Even if the stock market seems to be tipping into bear territory, healthcare investors may still be in the full gallop of a bull economy. According to new reporting by PwC, the third quarter of 2018 continued the streak of at least 200 deals each quarter since the end of 2015. Pleasantly, or surprisingly, there have been at least 250 quarterly deals since Q3 of 2017.

Despite the glowing report, it’s not all roses in healthcare for investors. The quarter saw the fewest number of deals in a quarter since Q1 2017 and there were declines in value compared to both the previous year and quarter. Long-term care was the most active sub-sector with 102 deals.

Despite the dip in total deals, the current landscape doesn’t mean we’re headed into recession-like territory. Thad Kresho, U.S. health services deals leader at PwC, said that interest remains high among acquirers with those buyers looking to "further their connection points with their constituents."

"Buoyancy is fueled by increasing private equity interest, as well as non-traditional entrants, such as retail and tech-enabled companies. Interest of these participants range across many sub-sectors," Kresho told Healthcare Dive.

Of the deals, there were 261 in healthcare in the third quarter and deal volume increased 0.4 percent compared to a year ago, but was down more than 10 percent from the previous quarter.

The total value of deals fell — to $15.9 billion. That’s a 36 percent decline compared to the previous quarter and 10 percent lower year-over-year. For some perspective, the fourth quarter of 2017 saw $100 billion. The first quarter of this year saw $72.6 billion.

"The industry's major ongoing themes of regulatory uncertainty, income pressure, technological innovation and consumer-centricity continue to drive interest in deals," PwC said.

The largest deal of the quarter was the RCCH HealthCare Partners purchase of LifePoint Health.
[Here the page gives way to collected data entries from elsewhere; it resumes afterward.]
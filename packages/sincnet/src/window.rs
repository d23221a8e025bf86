//! Fixed (non-learnable) buffers shared by every forward pass.

use candle_core::{Device, Result, Tensor};

/// Symmetric Hamming window, `0.54 - 0.46 cos(2πn / (M-1))`.
pub fn hamming(len: usize) -> Vec<f32> {
    match len {
        0 => return Vec::new(),
        1 => return vec![1.0],
        _ => {}
    }
    let denom = (len - 1) as f64;
    (0..len)
        .map(|n| (0.54 - 0.46 * (2.0 * std::f64::consts::PI * n as f64 / denom).cos()) as f32)
        .collect()
}

/// Right half of the kernel's time axis: `1/fs, 2/fs, …, K/fs`.
pub fn time_axis(half_width: usize, sample_rate: f64) -> Vec<f32> {
    (1..=half_width)
        .map(|k| (k as f64 / sample_rate) as f32)
        .collect()
}

/// Pre-computed tensors, built once per layer.
#[derive(Debug, Clone)]
pub struct FixedBuffers {
    /// `(filt_dim,)`
    pub hamming_window: Tensor,
    /// `(K,)`
    pub t_right: Tensor,
    /// `(K,)` indices `K-1 … 0`, mirrors the right half of a kernel.
    pub reverse_idx: Tensor,
}

impl FixedBuffers {
    pub fn new(filt_dim: usize, sample_rate: f64, device: &Device) -> Result<Self> {
        let half = filt_dim.saturating_sub(1) / 2;
        let hamming_window = Tensor::from_vec(hamming(filt_dim), filt_dim, device)?;
        let t_right = Tensor::from_vec(time_axis(half, sample_rate), half, device)?;
        let rev: Vec<u32> = (0..half as u32).rev().collect();
        let reverse_idx = Tensor::from_vec(rev, half, device)?;
        Ok(Self {
            hamming_window,
            t_right,
            reverse_idx,
        })
    }
}
//! Error types for the sinc filter-bank crate.

/// Everything that can go wrong while building, loading or exporting a layer.
///
/// The forward pass itself only ever fails with [`SincError::Candle`]; numeric
/// degeneracies (NaN/Inf) are propagated through the tensors, not reported.
#[derive(Debug, thiserror::Error)]
pub enum SincError {
    #[error("candle: {0}")]
    Candle(#[from] candle_core::Error),
    #[error("invalid configuration: {0}")]
    Config(String),
    #[error("I/O: {0}")]
    Io(#[from] std::io::Error),
    #[error("config parse: {0}")]
    Toml(#[from] toml::de::Error),
    #[error("json: {0}")]
    Json(#[from] serde_json::Error),
}

/// Result alias used across the public API.
pub type Result<T> = std::result::Result<T, SincError>;

impl From<SincError> for candle_core::Error {
    fn from(error: SincError) -> Self {
        match error {
            SincError::Candle(e) => e,
            other => candle_core::Error::Msg(other.to_string()),
        }
    }
}
//! Command Line Interface for the SincNet filter bank
//!
//! Small inspection tool: build a layer (mel-initialized or from trained
//! parameters), print or export its filters, or write fresh parameters.

use clap::{Args, Parser, Subcommand};
use std::path::PathBuf;

use sincnet::SincConvConfig;

/// SincNet filter-bank CLI
#[derive(Parser, Debug)]
#[command(author, version, about, long_about = None)]
pub struct Cli {
    #[command(subcommand)]
    pub command: Commands,
}

/// Available commands for the SincNet CLI
#[derive(Subcommand, Debug)]
pub enum Commands {
    /// Print the effective cutoffs of every filter
    Inspect(InspectCommand),

    /// Write the current filter bank (cutoffs + taps) as JSON
    Export(ExportCommand),

    /// Write mel-initialized parameters as safetensors
    Init(InitCommand),
}

/// Layer shape and where its parameters come from
#[derive(Args, Debug, Clone)]
pub struct LayerArgs {
    /// TOML layer configuration; flags below override its values
    #[arg(short, long)]
    pub config: Option<PathBuf>,

    /// Number of filters
    #[arg(long)]
    pub n_filt: Option<usize>,

    /// Filter length in samples (odd)
    #[arg(long)]
    pub filt_dim: Option<usize>,

    /// Sample rate in Hz
    #[arg(long)]
    pub sample_rate: Option<f64>,

    /// Trained parameters (safetensors) to load over the mel initialization
    #[arg(short, long)]
    pub params: Option<PathBuf>,

    /// Run on CPU even when an accelerator is available
    #[arg(long)]
    pub cpu: bool,
}

impl LayerArgs {
    pub fn layer_config(&self) -> sincnet::Result<SincConvConfig> {
        let mut cfg = match &self.config {
            Some(path) => SincConvConfig::from_file(path)?,
            None => SincConvConfig::default(),
        };
        if let Some(n) = self.n_filt {
            cfg.n_filt = n;
        }
        if let Some(d) = self.filt_dim {
            cfg.filt_dim = d;
        }
        if let Some(fs) = self.sample_rate {
            cfg.sample_rate = fs;
        }
        cfg.validate()?;
        Ok(cfg)
    }
}

/// Print the effective cutoffs of every filter
#[derive(Parser, Debug)]
pub struct InspectCommand {
    #[command(flatten)]
    pub layer: LayerArgs,
}

/// Write the current filter bank as JSON
#[derive(Parser, Debug)]
pub struct ExportCommand {
    #[command(flatten)]
    pub layer: LayerArgs,

    /// Output JSON path
    #[arg(short, long)]
    pub output: PathBuf,
}

/// Write mel-initialized parameters as safetensors
#[derive(Parser, Debug)]
pub struct InitCommand {
    #[command(flatten)]
    pub layer: LayerArgs,

    /// Output safetensors path
    #[arg(short, long)]
    pub output: PathBuf,
}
The $5.6 billion transaction continued the hospital sub-sector's average of one megadeal per quarter, which stretches back to 2015.

Another transaction north of $1 billion was UnitedHealth Group's purchase of 80 percent of Genoa Healthcare. PwC said they saw the largest value declines in physical medical groups and managed care.
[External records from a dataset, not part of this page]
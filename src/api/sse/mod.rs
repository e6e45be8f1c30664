//! SSE endpoints
//!
//! ## Endpoints
//! - `GET /stream/:id` - Event stream; honours `Last-Event-ID`
//! - `GET /redirect/:id` - `302 Found` to `/stream/:id`

mod feed;
pub mod handler;

pub use feed::{Feed, KEEP_ALIVE_COMMENT};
Physician medical groups’ volume dropped 30 percent and value fell by 97 percent. PwC said the slow quarter is not the start of a downward trend in that sub-sector, though. It's likely an outlier.
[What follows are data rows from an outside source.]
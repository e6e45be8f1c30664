//! SSE wire protocol
//!
//! Converts events to and from the `text/event-stream` format:
//!
//! ```text
//! id: <EventId>
//! event: <eventType>
//! retry: <millis>
//! : <comment>
//! data: <payload line 1>
//! data: <payload line 2>
//!
//! ```

pub mod decoder;
pub mod encoder;

use serde::{Deserialize, Serialize};

use crate::types::{Event, EventId};

pub use decoder::Decoder;
pub use encoder::{encode, encode_comment, encode_wire};

/// Content type of SSE responses
pub const CONTENT_TYPE: &str = "text/event-stream";

/// Request header carrying the resume token
pub const LAST_EVENT_ID_HEADER: &str = "Last-Event-ID";

/// Response header naming the oldest retained ID on a 410
pub const OLDEST_RETAINED_HEADER: &str = "X-Oldest-Retained-Id";

/// Event name of the in-band notice sent when a reader falls behind eviction
pub const EVENTS_LOST_EVENT: &str = "events_lost";

/// An event as it travels on the wire
///
/// Decoding yields this rather than [`Event`]: the wire carries no stream ID,
/// and events may be anonymous.
#[derive(Debug, Clone, Default, PartialEq, Eq, Serialize, Deserialize)]
pub struct WireEvent {
    pub id: Option<EventId>,
    pub event_type: Option<String>,
    pub data: String,
    #[serde(default, skip_serializing_if = "Vec::is_empty")]
    pub comments: Vec<String>,
    #[serde(default, skip_serializing_if = "Option::is_none")]
    pub retry_ms: Option<u64>,
}

impl WireEvent {
    /// Event name, defaulting to `message` as browsers do
    pub fn event_name(&self) -> &str {
        self.event_type.as_deref().unwrap_or("message")
    }

    /// Whether this is the in-band events-lost notice
    ///
    /// The notice is the only block a feed sends without an ID; logged events
    /// always carry one and may not use the reserved name.
    pub fn is_events_lost(&self) -> bool {
        self.id.is_none() && self.event_type.as_deref() == Some(EVENTS_LOST_EVENT)
    }
}

impl From<&Event> for WireEvent {
    fn from(event: &Event) -> Self {
        Self {
            id: Some(event.id),
            event_type: event.event_type.clone(),
            data: event.data.clone(),
            comments: event.comment.iter().cloned().collect(),
            retry_ms: event.retry_ms,
        }
    }
}

/// Payload of the in-band events-lost notice
#[derive(Debug, Clone, Copy, PartialEq, Eq, Serialize, Deserialize)]
pub struct EventsLostNotice {
    pub oldest_retained_id: EventId,
}

impl EventsLostNotice {
    /// Build the wire block announcing the gap
    pub fn to_wire(self) -> WireEvent {
        WireEvent {
            event_type: Some(EVENTS_LOST_EVENT.to_string()),
            data: serde_json::json!({ "oldest_retained_id": self.oldest_retained_id }).to_string(),
            ..Default::default()
        }
    }

    /// Parse the notice from a decoded wire event
    pub fn from_wire(event: &WireEvent) -> Option<Self> {
        if !event.is_events_lost() {
            return None;
        }
        serde_json::from_str(&event.data).ok()
    }
}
Managed care volume dropped 25 percent. Regulators have been "leery of mergers over the past couple of years, but there are fewer roadblocks for vertical deals."

The managed care M&A activity will likely be in growth areas, such as Medicaid and Medicare Advantage, and insurers will likely continue to look beyond their sub-sector and seek out opportunities in areas like pharmacy benefit management and long-term care companies.